┏━━

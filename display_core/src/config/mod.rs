//! Display configuration - the two-mode mapping from type/tag keys to
//! color and visibility.
//!
//! A [`RenderingConfig`] bundles four key maps (node-by-type, node-by-tag,
//! edge-by-type, edge-by-tag), the current [`DisplayMode`], and a sparse
//! node-position cache written by the layout collaborator.

mod generator;
mod palette;
mod resolver;

pub use generator::*;
pub use palette::*;
pub use resolver::*;

use indexmap::IndexMap;
use serde::{Deserialize, Serialize};
use std::collections::HashMap;

use entity_graph::{EntityId, Position, DEFAULT_COLOR};

/// Which label an entity is resolved through.
#[derive(Debug, Clone, Copy, PartialEq, Eq, Hash, Serialize, Deserialize, Default)]
pub enum DisplayMode {
    /// Resolve through the single type label.
    #[default]
    Type,
    /// Resolve through the tag set, first configured tag winning.
    Tag,
}

/// Which entity kind a concern addresses.
#[derive(Debug, Clone, Copy, PartialEq, Eq, Hash, Serialize, Deserialize)]
pub enum EntityClass {
    Node,
    Edge,
}

/// Display settings for one type or tag key.
#[derive(Debug, Clone, PartialEq, Eq, Serialize, Deserialize)]
pub struct DisplayEntry {
    pub color: String,
    pub visible: bool,
}

impl DisplayEntry {
    pub fn new(color: impl Into<String>, visible: bool) -> Self {
        Self {
            color: color.into(),
            visible,
        }
    }
}

impl Default for DisplayEntry {
    fn default() -> Self {
        Self {
            color: DEFAULT_COLOR.to_string(),
            visible: true,
        }
    }
}

/// An insertion-ordered map from type/tag keys to display entries.
///
/// Key order is preserved because the legend renders these maps directly.
#[derive(Debug, Clone, Default, PartialEq, Serialize, Deserialize)]
pub struct DisplayConfig {
    entries: IndexMap<String, DisplayEntry>,
}

impl DisplayConfig {
    pub fn new() -> Self {
        Self::default()
    }

    pub fn get(&self, key: &str) -> Option<&DisplayEntry> {
        self.entries.get(key)
    }

    pub fn get_mut(&mut self, key: &str) -> Option<&mut DisplayEntry> {
        self.entries.get_mut(key)
    }

    /// Insert or overwrite the entry for a key.
    pub fn set(&mut self, key: impl Into<String>, entry: DisplayEntry) {
        self.entries.insert(key.into(), entry);
    }

    /// Create an entry only if the key has none yet.
    ///
    /// Returns `true` when a new entry was created.
    pub fn ensure(&mut self, key: &str, default: impl FnOnce() -> DisplayEntry) -> bool {
        if self.entries.contains_key(key) {
            return false;
        }
        self.entries.insert(key.to_string(), default());
        true
    }

    /// Remove an entry, preserving the order of the rest.
    pub fn remove(&mut self, key: &str) -> Option<DisplayEntry> {
        self.entries.shift_remove(key)
    }

    pub fn contains(&self, key: &str) -> bool {
        self.entries.contains_key(key)
    }

    pub fn is_empty(&self) -> bool {
        self.entries.is_empty()
    }

    pub fn len(&self) -> usize {
        self.entries.len()
    }

    /// Keys in insertion order.
    pub fn keys(&self) -> impl Iterator<Item = &str> {
        self.entries.keys().map(String::as_str)
    }

    /// Entries in key insertion order.
    pub fn iter(&self) -> impl Iterator<Item = (&str, &DisplayEntry)> {
        self.entries.iter().map(|(key, entry)| (key.as_str(), entry))
    }

    /// Flip visibility for a key. Returns `false` if the key has no entry.
    pub fn set_visible(&mut self, key: &str, visible: bool) -> bool {
        match self.entries.get_mut(key) {
            Some(entry) => {
                entry.visible = visible;
                true
            }
            None => false,
        }
    }

    /// Recolor a key. Returns `false` if the key has no entry.
    pub fn set_color(&mut self, key: &str, color: impl Into<String>) -> bool {
        match self.entries.get_mut(key) {
            Some(entry) => {
                entry.color = color.into();
                true
            }
            None => false,
        }
    }
}

impl FromIterator<(String, DisplayEntry)> for DisplayConfig {
    fn from_iter<I: IntoIterator<Item = (String, DisplayEntry)>>(iter: I) -> Self {
        Self {
            entries: iter.into_iter().collect(),
        }
    }
}

/// The complete display state: four key maps, the current mode, and the
/// layout engine's sparse node-position cache.
#[derive(Debug, Clone, Default, PartialEq, Serialize, Deserialize)]
pub struct RenderingConfig {
    pub node_types: DisplayConfig,
    pub node_tags: DisplayConfig,
    pub edge_types: DisplayConfig,
    pub edge_tags: DisplayConfig,

    /// The mode resolution currently keys off.
    pub mode: DisplayMode,

    /// Cached layout positions. Missing entries read as the origin.
    #[serde(default)]
    pub positions: HashMap<EntityId, Position>,
}

impl RenderingConfig {
    pub fn new() -> Self {
        Self::default()
    }

    /// The key map for one entity class under one mode.
    pub fn config(&self, class: EntityClass, mode: DisplayMode) -> &DisplayConfig {
        match (class, mode) {
            (EntityClass::Node, DisplayMode::Type) => &self.node_types,
            (EntityClass::Node, DisplayMode::Tag) => &self.node_tags,
            (EntityClass::Edge, DisplayMode::Type) => &self.edge_types,
            (EntityClass::Edge, DisplayMode::Tag) => &self.edge_tags,
        }
    }

    pub fn config_mut(&mut self, class: EntityClass, mode: DisplayMode) -> &mut DisplayConfig {
        match (class, mode) {
            (EntityClass::Node, DisplayMode::Type) => &mut self.node_types,
            (EntityClass::Node, DisplayMode::Tag) => &mut self.node_tags,
            (EntityClass::Edge, DisplayMode::Type) => &mut self.edge_types,
            (EntityClass::Edge, DisplayMode::Tag) => &mut self.edge_tags,
        }
    }

    /// The key map for one entity class under the current mode.
    pub fn current(&self, class: EntityClass) -> &DisplayConfig {
        self.config(class, self.mode)
    }

    /// Read a cached position; missing entries default to the origin.
    pub fn position_of(&self, id: &str) -> Position {
        self.positions.get(id).copied().unwrap_or_default()
    }

    /// Cache a layout position. Called by the layout collaborator.
    pub fn set_position(&mut self, id: impl Into<EntityId>, position: Position) {
        self.positions.insert(id.into(), position);
    }
}

#[cfg(test)]
mod tests {
    use super::*;

    #[test]
    fn test_ensure_is_non_destructive() {
        let mut config = DisplayConfig::new();
        assert!(config.ensure("Person", || DisplayEntry::new("blue", true)));
        assert!(!config.ensure("Person", || DisplayEntry::new("red", false)));

        let entry = config.get("Person").expect("ensured entry");
        assert_eq!(entry.color, "blue");
        assert!(entry.visible);
    }

    #[test]
    fn test_keys_keep_insertion_order() {
        let mut config = DisplayConfig::new();
        config.set("b", DisplayEntry::default());
        config.set("a", DisplayEntry::default());
        config.set("c", DisplayEntry::default());
        config.remove("a");
        config.set("d", DisplayEntry::default());

        let keys: Vec<_> = config.keys().collect();
        assert_eq!(keys, ["b", "c", "d"]);
    }

    #[test]
    fn test_set_visible_and_color() {
        let mut config = DisplayConfig::new();
        config.set("Person", DisplayEntry::new("blue", true));

        assert!(config.set_visible("Person", false));
        assert!(config.set_color("Person", "red"));
        assert!(!config.set_visible("Ghost", false));

        let entry = config.get("Person").expect("entry");
        assert_eq!(entry.color, "red");
        assert!(!entry.visible);
    }

    #[test]
    fn test_rendering_config_map_selection() {
        let mut rendering = RenderingConfig::new();
        rendering.node_types.set("Person", DisplayEntry::new("blue", true));
        rendering.edge_tags.set("social", DisplayEntry::new("green", true));

        assert!(rendering.config(EntityClass::Node, DisplayMode::Type).contains("Person"));
        assert!(rendering.config(EntityClass::Edge, DisplayMode::Tag).contains("social"));
        assert!(rendering.config(EntityClass::Node, DisplayMode::Tag).is_empty());

        rendering.mode = DisplayMode::Tag;
        assert!(rendering.current(EntityClass::Edge).contains("social"));
    }

    #[test]
    fn test_missing_position_reads_as_origin() {
        let mut rendering = RenderingConfig::new();
        rendering.set_position("n1", Position::new(1.0, 2.0, 0.0));

        assert_eq!(rendering.position_of("n1"), Position::new(1.0, 2.0, 0.0));
        assert_eq!(rendering.position_of("ghost"), Position::origin());
    }
}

┗━━

_WHAT IS EXPECTED_. Reproduce every line from the preceding data in which the word "Copy" can be found.

_WRITTEN ANSWER_.
#[derive(Debug, Clone, Copy, PartialEq, Eq, Hash, Serialize, Deserialize, Default)]
#[derive(Debug, Clone, Copy, PartialEq, Eq, Hash, Serialize, Deserialize)]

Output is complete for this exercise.